* **What the task requires**: Which of the lines in the records below hold the string "broadcast"? Copy every one of them.

[Opening Task input section]

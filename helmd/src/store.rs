//! # store
//!
//! Process-wide typed state store — the only legal cross-task mutable
//! state.
//!
//! Each record type owns a flat keyspace prefix (its lowercased name).
//! `save` writes every field of a record and bumps the record's `.count`
//! counter as one transaction under the write lock; the counter is then
//! published on a per-record broadcast channel so subscribers know to
//! `load`. Readers take a counter-consistent snapshot under the read
//! lock and never observe a torn write.
//!
//! ## Guarantees
//! - At most one counter value published per save.
//! - Counters within a record type are observed in monotonic order.
//! - No ordering guarantee across distinct record types.

use std::collections::HashMap;
use std::sync::Arc;
use std::time::{SystemTime, UNIX_EPOCH};

use tokio::sync::{broadcast, RwLock};

/// Capacity of each per-record counter channel. Laggards drop counters,
/// never block the saver.
const CHANNEL_CAPACITY: usize = 16;

/// Wall clock as fractional seconds since the epoch, the store's
/// timestamp representation.
pub fn epoch_seconds() -> f64 {
    SystemTime::now()
        .duration_since(UNIX_EPOCH)
        .unwrap_or_default()
        .as_secs_f64()
}

// ── Values ────────────────────────────────────────────────────────────────────

/// A single stored field.
#[derive(Debug, Clone, PartialEq)]
pub enum Value {
    Int(i64),
    Float(f64),
    Bool(bool),
    /// Fractional seconds since the epoch.
    Timestamp(f64),
    Str(String),
}

// ── Record schema ─────────────────────────────────────────────────────────────

/// A snapshot view over one record's keyspace, handed to
/// [`Record::from_fields`] while the read lock is held.
pub struct Snapshot<'a> {
    prefix: &'static str,
    fields: &'a HashMap<String, Value>,
}

impl Snapshot<'_> {
    fn get(&self, field: &str) -> Option<&Value> {
        self.fields.get(&format!("{}.{}", self.prefix, field))
    }

    pub fn i64(&self, field: &str, default: i64) -> i64 {
        match self.get(field) {
            Some(Value::Int(v)) => *v,
            _ => default,
        }
    }

    pub fn f64(&self, field: &str, default: f64) -> f64 {
        match self.get(field) {
            Some(Value::Float(v)) => *v,
            Some(Value::Int(v)) => *v as f64,
            _ => default,
        }
    }

    pub fn bool(&self, field: &str, default: bool) -> bool {
        match self.get(field) {
            Some(Value::Bool(v)) => *v,
            _ => default,
        }
    }

    pub fn timestamp(&self, field: &str, default: f64) -> f64 {
        match self.get(field) {
            Some(Value::Timestamp(v)) => *v,
            Some(Value::Float(v)) => *v,
            _ => default,
        }
    }

    pub fn string(&self, field: &str, default: &str) -> String {
        match self.get(field) {
            Some(Value::Str(v)) => v.clone(),
            _ => default.to_string(),
        }
    }
}

/// A record with an explicit, hand-written field schema.
///
/// Flattening rules: scalars under `prefix.field`; arrays as
/// `prefix.field1`, `prefix.field2`, …; composite fields spelled out as
/// sub-fields (`prefix.location.latitude`).
pub trait Record: Default + Send + Sync + 'static {
    /// Lowercased record-type name, the keyspace prefix.
    const PREFIX: &'static str;

    /// Field names (without prefix) and values, every field every time.
    fn to_fields(&self) -> Vec<(String, Value)>;

    /// Rebuild from a snapshot; absent fields take the record default.
    fn from_fields(snap: &Snapshot<'_>) -> Self;
}

// ── Store ─────────────────────────────────────────────────────────────────────

#[derive(Default)]
struct Inner {
    fields: HashMap<String, Value>,
    counters: HashMap<&'static str, u64>,
    channels: HashMap<&'static str, broadcast::Sender<u64>>,
}

impl Inner {
    fn channel(&mut self, prefix: &'static str) -> broadcast::Sender<u64> {
        self.channels
            .entry(prefix)
            .or_insert_with(|| broadcast::channel(CHANNEL_CAPACITY).0)
            .clone()
    }
}

/// Cheaply cloneable handle to the shared store.
#[derive(Clone, Default)]
pub struct StateStore {
    inner: Arc<RwLock<Inner>>,
}

impl StateStore {
    pub fn new() -> Self {
        Self::default()
    }

    /// Write default field values for `T`, only where absent. Idempotent.
    pub async fn setup<T: Record>(&self) {
        let defaults = T::default().to_fields();
        let mut guard = self.inner.write().await;
        let inner = &mut *guard;
        for (field, value) in defaults {
            inner
                .fields
                .entry(format!("{}.{}", T::PREFIX, field))
                .or_insert(value);
        }
        inner.counters.entry(T::PREFIX).or_insert(0);
    }

    /// Persist every field of `record` and bump its counter as a single
    /// transaction, then publish the new counter. Returns the counter.
    pub async fn save<T: Record>(&self, record: &T) -> u64 {
        let fields = record.to_fields();
        let (count, tx) = {
            let mut guard = self.inner.write().await;
            let inner = &mut *guard;
            for (field, value) in fields {
                inner
                    .fields
                    .insert(format!("{}.{}", T::PREFIX, field), value);
            }
            let counter = inner.counters.entry(T::PREFIX).or_insert(0);
            *counter += 1;
            let count = *counter;
            inner
                .fields
                .insert(format!("{}.count", T::PREFIX), Value::Int(count as i64));
            (count, inner.channel(T::PREFIX))
        };
        // Publish outside the lock; no receivers is fine.
        let _ = tx.send(count);
        count
    }

    /// Load-modify-save under one write lock, so read-modify-write from
    /// a record's single writer (and the shared alarm bitmap) cannot
    /// interleave with another saver.
    pub async fn update<T: Record>(&self, mutate: impl FnOnce(&mut T)) -> u64 {
        let (count, tx) = {
            let mut guard = self.inner.write().await;
            let inner = &mut *guard;
            let mut record = T::from_fields(&Snapshot {
                prefix: T::PREFIX,
                fields: &inner.fields,
            });
            mutate(&mut record);
            for (field, value) in record.to_fields() {
                inner
                    .fields
                    .insert(format!("{}.{}", T::PREFIX, field), value);
            }
            let counter = inner.counters.entry(T::PREFIX).or_insert(0);
            *counter += 1;
            let count = *counter;
            inner
                .fields
                .insert(format!("{}.count", T::PREFIX), Value::Int(count as i64));
            (count, inner.channel(T::PREFIX))
        };
        let _ = tx.send(count);
        count
    }

    /// Counter-consistent snapshot of `T`.
    pub async fn load<T: Record>(&self) -> T {
        let guard = self.inner.read().await;
        T::from_fields(&Snapshot {
            prefix: T::PREFIX,
            fields: &guard.fields,
        })
    }

    pub async fn counter<T: Record>(&self) -> u64 {
        self.inner
            .read()
            .await
            .counters
            .get(T::PREFIX)
            .copied()
            .unwrap_or(0)
    }

    /// Subscribe to `T`'s counter channel. Subscribers receive counters
    /// published after this call and `load` when they want the data.
    pub async fn subscribe<T: Record>(&self) -> broadcast::Receiver<u64> {
        self.inner.write().await.channel(T::PREFIX).subscribe()
    }
}

#[cfg(test)]
mod tests {
    use super::*;

    #[derive(Debug, Default, PartialEq)]
    struct Probe {
        depth: f64,
        label: String,
        wet: bool,
    }

    impl Record for Probe {
        const PREFIX: &'static str = "probe";

        fn to_fields(&self) -> Vec<(String, Value)> {
            vec![
                ("depth".into(), Value::Float(self.depth)),
                ("label".into(), Value::Str(self.label.clone())),
                ("wet".into(), Value::Bool(self.wet)),
            ]
        }

        fn from_fields(snap: &Snapshot<'_>) -> Self {
            Self {
                depth: snap.f64("depth", 0.0),
                label: snap.string("label", ""),
                wet: snap.bool("wet", false),
            }
        }
    }

    #[tokio::test]
    async fn save_load_round_trip() {
        let store = StateStore::new();
        let rec = Probe {
            depth: 12.5,
            label: "keel".into(),
            wet: true,
        };
        let count = store.save(&rec).await;
        assert_eq!(count, 1);
        assert_eq!(store.load::<Probe>().await, rec);
        assert_eq!(store.counter::<Probe>().await, 1);
    }

    #[tokio::test]
    async fn setup_is_idempotent_and_never_overwrites() {
        let store = StateStore::new();
        store
            .save(&Probe {
                depth: 3.0,
                ..Default::default()
            })
            .await;
        store.setup::<Probe>().await;
        store.setup::<Probe>().await;
        assert_eq!(store.load::<Probe>().await.depth, 3.0);
    }

    #[tokio::test]
    async fn subscribers_see_monotonic_counters() {
        let store = StateStore::new();
        let mut rx = store.subscribe::<Probe>().await;
        store.save(&Probe::default()).await;
        store.save(&Probe::default()).await;
        assert_eq!(rx.recv().await.unwrap(), 1);
        assert_eq!(rx.recv().await.unwrap(), 2);
    }

    #[tokio::test]
    async fn update_applies_mutation_atomically() {
        let store = StateStore::new();
        store
            .save(&Probe {
                depth: 1.0,
                ..Default::default()
            })
            .await;
        store.update::<Probe>(|p| p.depth += 1.0).await;
        assert_eq!(store.load::<Probe>().await.depth, 2.0);
        assert_eq!(store.counter::<Probe>().await, 2);
    }

    #[tokio::test]
    async fn missing_fields_take_defaults() {
        let store = StateStore::new();
        let loaded = store.load::<Probe>().await;
        assert_eq!(loaded, Probe::default());
    }
}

[Closing Task input section]

* **Exercise output**:
//! published on a per-record broadcast channel so subscribers know to
use tokio::sync::{broadcast, RwLock};
    channels: HashMap<&'static str, broadcast::Sender<u64>>,
    fn channel(&mut self, prefix: &'static str) -> broadcast::Sender<u64> {
            .or_insert_with(|| broadcast::channel(CHANNEL_CAPACITY).0)
    pub async fn subscribe<T: Record>(&self) -> broadcast::Receiver<u64> {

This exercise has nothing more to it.